===== Material provided =====
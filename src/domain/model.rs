use serde::{Deserialize, Serialize};
use std::collections::{BTreeMap, HashMap};

/// The number as the caller wrote it: an integer, or a decimal when the input
/// contained a `.`. Serialized untagged so the JSON shows `153` or `7.5`.
#[derive(Debug, Clone, Copy, PartialEq, Serialize)]
#[serde(untagged)]
pub enum NumericValue {
    Integer(i64),
    Decimal(f64),
}

#[derive(Debug, Clone, Copy, PartialEq, Eq, Serialize)]
#[serde(rename_all = "lowercase")]
pub enum Property {
    Odd,
    Even,
    Armstrong,
}

/// 200 回應的內容；欄位順序即 JSON 輸出順序
#[derive(Debug, Clone, PartialEq, Serialize)]
pub struct NumberProperties {
    pub number: NumericValue,
    pub is_prime: bool,
    pub is_perfect: bool,
    pub properties: Vec<Property>,
    pub digit_sum: u32,
    pub fun_fact: String,
}

#[derive(Debug, Clone, Default, PartialEq, Eq, Serialize, Deserialize)]
pub struct ApiRequest {
    #[serde(rename = "queryStringParameters", default)]
    pub query_string_parameters: Option<HashMap<String, String>>,
}

impl ApiRequest {
    pub fn with_number(number: impl Into<String>) -> Self {
        let mut params = HashMap::new();
        params.insert("number".to_string(), number.into());
        Self {
            query_string_parameters: Some(params),
        }
    }

    /// Builds a request from a raw `a=b&c=d` query string. A leading `?` is
    /// ignored; for repeated keys the last value wins.
    pub fn from_query_string(query: &str) -> Self {
        let query = query.strip_prefix('?').unwrap_or(query);
        let params: HashMap<String, String> = url::form_urlencoded::parse(query.as_bytes())
            .into_owned()
            .collect();
        Self {
            query_string_parameters: Some(params),
        }
    }

    pub fn param(&self, name: &str) -> Option<&str> {
        self.query_string_parameters
            .as_ref()
            .and_then(|params| params.get(name))
            .map(String::as_str)
    }
}

#[derive(Debug, Clone, PartialEq, Eq, Serialize, Deserialize)]
#[serde(rename_all = "camelCase")]
pub struct ApiResponse {
    pub status_code: u16,
    pub headers: BTreeMap<String, String>,
    pub body: String,
}

impl ApiResponse {
    pub fn json(status_code: u16, body: String) -> Self {
        let mut headers = BTreeMap::new();
        headers.insert("Content-Type".to_string(), "application/json".to_string());
        headers.insert("Access-Control-Allow-Origin".to_string(), "*".to_string());
        Self {
            status_code,
            headers,
            body,
        }
    }

    pub fn is_success(&self) -> bool {
        (200..300).contains(&self.status_code)
    }
}
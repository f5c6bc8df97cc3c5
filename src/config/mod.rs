#[cfg(feature = "cli")]
use crate::domain::model::ApiRequest;
#[cfg(feature = "cli")]
use crate::utils::error::Result;
#[cfg(feature = "cli")]
use crate::utils::validation::{validate_exactly_one, validate_query_string, Validate};
#[cfg(feature = "cli")]
use clap::Parser;
#[cfg(feature = "cli")]
use serde::{Deserialize, Serialize};

#[cfg(feature = "cli")]
#[derive(Debug, Clone, Serialize, Deserialize, Parser)]
#[command(name = "number-facts")]
#[command(about = "Report number-theoretic facts about a number as JSON")]
pub struct CliConfig {
    /// Value of the `number` parameter, e.g. 153 or 7.5
    #[arg(allow_negative_numbers = true)]
    pub number: Option<String>,

    #[arg(long, help = "Raw query string, e.g. 'number=153'")]
    pub query: Option<String>,

    #[arg(long, help = "Print only the JSON body instead of the full response")]
    pub body_only: bool,

    #[arg(long, help = "Pretty-print the JSON output")]
    pub pretty: bool,

    #[arg(long, help = "Enable verbose output")]
    pub verbose: bool,

    #[arg(long, help = "Emit logs as JSON")]
    pub json_logs: bool,
}

#[cfg(feature = "cli")]
impl CliConfig {
    pub fn to_request(&self) -> ApiRequest {
        match (&self.number, &self.query) {
            (Some(number), _) => ApiRequest::with_number(number.clone()),
            (None, Some(query)) => ApiRequest::from_query_string(query),
            (None, None) => ApiRequest::default(),
        }
    }
}

#[cfg(feature = "cli")]
impl Validate for CliConfig {
    fn validate(&self) -> Result<()> {
        validate_exactly_one("NUMBER", &self.number, "--query", &self.query)?;

        if let Some(query) = &self.query {
            validate_query_string("--query", query)?;
        }

        tracing::debug!("✅ CLI configuration validation passed");
        Ok(())
    }
}
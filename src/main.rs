use clap::Parser;
use number_facts::utils::{logger, validation::Validate};
use number_facts::{handle, ApiResponse, CliConfig};

fn main() -> anyhow::Result<()> {
    let config = CliConfig::parse();

    // 初始化日誌
    if config.json_logs {
        logger::init_json_logger(config.verbose);
    } else {
        logger::init_cli_logger(config.verbose);
    }

    tracing::info!("Starting number-facts CLI");
    if config.verbose {
        tracing::debug!("CLI config: {:?}", config);
    }

    // 驗證配置
    if let Err(e) = config.validate() {
        tracing::error!("❌ Configuration validation failed: {}", e);
        tracing::error!("💡 Suggestion: {}", e.recovery_suggestion());
        eprintln!("❌ {}", e.user_friendly_message());
        std::process::exit(1);
    }

    let response = handle(&config.to_request());
    println!("{}", render(&config, &response)?);

    // 根據狀態碼決定退出碼
    let exit_code = match response.status_code {
        200 => 0,
        400 => 2,
        _ => 3,
    };
    if exit_code > 0 {
        std::process::exit(exit_code);
    }

    Ok(())
}

fn render(config: &CliConfig, response: &ApiResponse) -> anyhow::Result<String> {
    let output = if config.body_only {
        if !config.pretty {
            return Ok(response.body.clone());
        }
        let body: serde_json::Value = serde_json::from_str(&response.body)?;
        serde_json::to_string_pretty(&body)?
    } else if config.pretty {
        serde_json::to_string_pretty(response)?
    } else {
        serde_json::to_string(response)?
    };
    Ok(output)
}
=====
#### Exercise description:
Write out every record, exactly as written.

#### Answer space:
filename src/domain/model.rs
use serde::{Deserialize, Serialize};
use std::collections::{BTreeMap, HashMap};

/// The number as the caller wrote it: an integer, or a decimal when the input
/// contained a `.`. Serialized untagged so the JSON shows `153` or `7.5`.
#[derive(Debug, Clone, Copy, PartialEq, Serialize)]
#[serde(untagged)]
pub enum NumericValue {
    Integer(i64),
    Decimal(f64),
}

#[derive(Debug, Clone, Copy, PartialEq, Eq, Serialize)]
#[serde(rename_all = "lowercase")]
pub enum Property {
    Odd,
    Even,
    Armstrong,
}

/// 200 回應的內容；欄位順序即 JSON 輸出順序
#[derive(Debug, Clone, PartialEq, Serialize)]
pub struct NumberProperties {
    pub number: NumericValue,
    pub is_prime: bool,
    pub is_perfect: bool,
    pub properties: Vec<Property>,
    pub digit_sum: u32,
    pub fun_fact: String,
}

#[derive(Debug, Clone, Default, PartialEq, Eq, Serialize, Deserialize)]
pub struct ApiRequest {
    #[serde(rename = "queryStringParameters", default)]
    pub query_string_parameters: Option<HashMap<String, String>>,
}

impl ApiRequest {
    pub fn with_number(number: impl Into<String>) -> Self {
        let mut params = HashMap::new();
        params.insert("number".to_string(), number.into());
        Self {
            query_string_parameters: Some(params),
        }
    }

    /// Builds a request from a raw `a=b&c=d` query string. A leading `?` is
    /// ignored; for repeated keys the last value wins.
    pub fn from_query_string(query: &str) -> Self {
        let query = query.strip_prefix('?').unwrap_or(query);
        let params: HashMap<String, String> = url::form_urlencoded::parse(query.as_bytes())
            .into_owned()
            .collect();
        Self {
            query_string_parameters: Some(params),
        }
    }

    pub fn param(&self, name: &str) -> Option<&str> {
        self.query_string_parameters
            .as_ref()
            .and_then(|params| params.get(name))
            .map(String::as_str)
    }
}

#[derive(Debug, Clone, PartialEq, Eq, Serialize, Deserialize)]
#[serde(rename_all = "camelCase")]
pub struct ApiResponse {
    pub status_code: u16,
    pub headers: BTreeMap<String, String>,
    pub body: String,
}

impl ApiResponse {
    pub fn json(status_code: u16, body: String) -> Self {
        let mut headers = BTreeMap::new();
        headers.insert("Content-Type".to_string(), "application/json".to_string());
        headers.insert("Access-Control-Allow-Origin".to_string(), "*".to_string());
        Self {
            status_code,
            headers,
            body,
        }
    }

    pub fn is_success(&self) -> bool {
        (200..300).contains(&self.status_code)
    }
}
repository f5c6bc8df97cc3c5
filename src/config/mod.rs
#[cfg(feature = "cli")]
use crate::domain::model::ApiRequest;
#[cfg(feature = "cli")]
use crate::utils::error::Result;
#[cfg(feature = "cli")]
use crate::utils::validation::{validate_exactly_one, validate_query_string, Validate};
#[cfg(feature = "cli")]
use clap::Parser;
#[cfg(feature = "cli")]
use serde::{Deserialize, Serialize};

#[cfg(feature = "cli")]
#[derive(Debug, Clone, Serialize, Deserialize, Parser)]
#[command(name = "number-facts")]
#[command(about = "Report number-theoretic facts about a number as JSON")]
pub struct CliConfig {
    /// Value of the `number` parameter, e.g. 153 or 7.5
    #[arg(allow_negative_numbers = true)]
    pub number: Option<String>,

    #[arg(long, help = "Raw query string, e.g. 'number=153'")]
    pub query: Option<String>,

    #[arg(long, help = "Print only the JSON body instead of the full response")]
    pub body_only: bool,

    #[arg(long, help = "Pretty-print the JSON output")]
    pub pretty: bool,

    #[arg(long, help = "Enable verbose output")]
    pub verbose: bool,

    #[arg(long, help = "Emit logs as JSON")]
    pub json_logs: bool,
}

#[cfg(feature = "cli")]
impl CliConfig {
    pub fn to_request(&self) -> ApiRequest {
        match (&self.number, &self.query) {
            (Some(number), _) => ApiRequest::with_number(number.clone()),
            (None, Some(query)) => ApiRequest::from_query_string(query),
            (None, None) => ApiRequest::default(),
        }
    }
}

#[cfg(feature = "cli")]
impl Validate for CliConfig {
    fn validate(&self) -> Result<()> {
        validate_exactly_one("NUMBER", &self.number, "--query", &self.query)?;

        if let Some(query) = &self.query {
            validate_query_string("--query", query)?;
        }

        tracing::debug!("✅ CLI configuration validation passed");
        Ok(())
    }
}
filename src/main.rs
use clap::Parser;
use number_facts::utils::{logger, validation::Validate};
use number_facts::{handle, ApiResponse, CliConfig};

fn main() -> anyhow::Result<()> {
    let config = CliConfig::parse();

    // 初始化日誌
    if config.json_logs {
        logger::init_json_logger(config.verbose);
    } else {
        logger::init_cli_logger(config.verbose);
    }

    tracing::info!("Starting number-facts CLI");
    if config.verbose {
        tracing::debug!("CLI config: {:?}", config);
    }

    // 驗證配置
    if let Err(e) = config.validate() {
        tracing::error!("❌ Configuration validation failed: {}", e);
        tracing::error!("💡 Suggestion: {}", e.recovery_suggestion());
        eprintln!("❌ {}", e.user_friendly_message());
        std::process::exit(1);
    }

    let response = handle(&config.to_request());
    println!("{}", render(&config, &response)?);

    // 根據狀態碼決定退出碼
    let exit_code = match response.status_code {
        200 => 0,
        400 => 2,
        _ => 3,
    };
    if exit_code > 0 {
        std::process::exit(exit_code);
    }

    Ok(())
}

fn render(config: &CliConfig, response: &ApiResponse) -> anyhow::Result<String> {
    let output = if config.body_only {
        if !config.pretty {
            return Ok(response.body.clone());
        }
        let body: serde_json::Value = serde_json::from_str(&response.body)?;
        serde_json::to_string_pretty(&body)?
    } else if config.pretty {
        serde_json::to_string_pretty(response)?
    } else {
        serde_json::to_string(response)?
    };
    Ok(output)
}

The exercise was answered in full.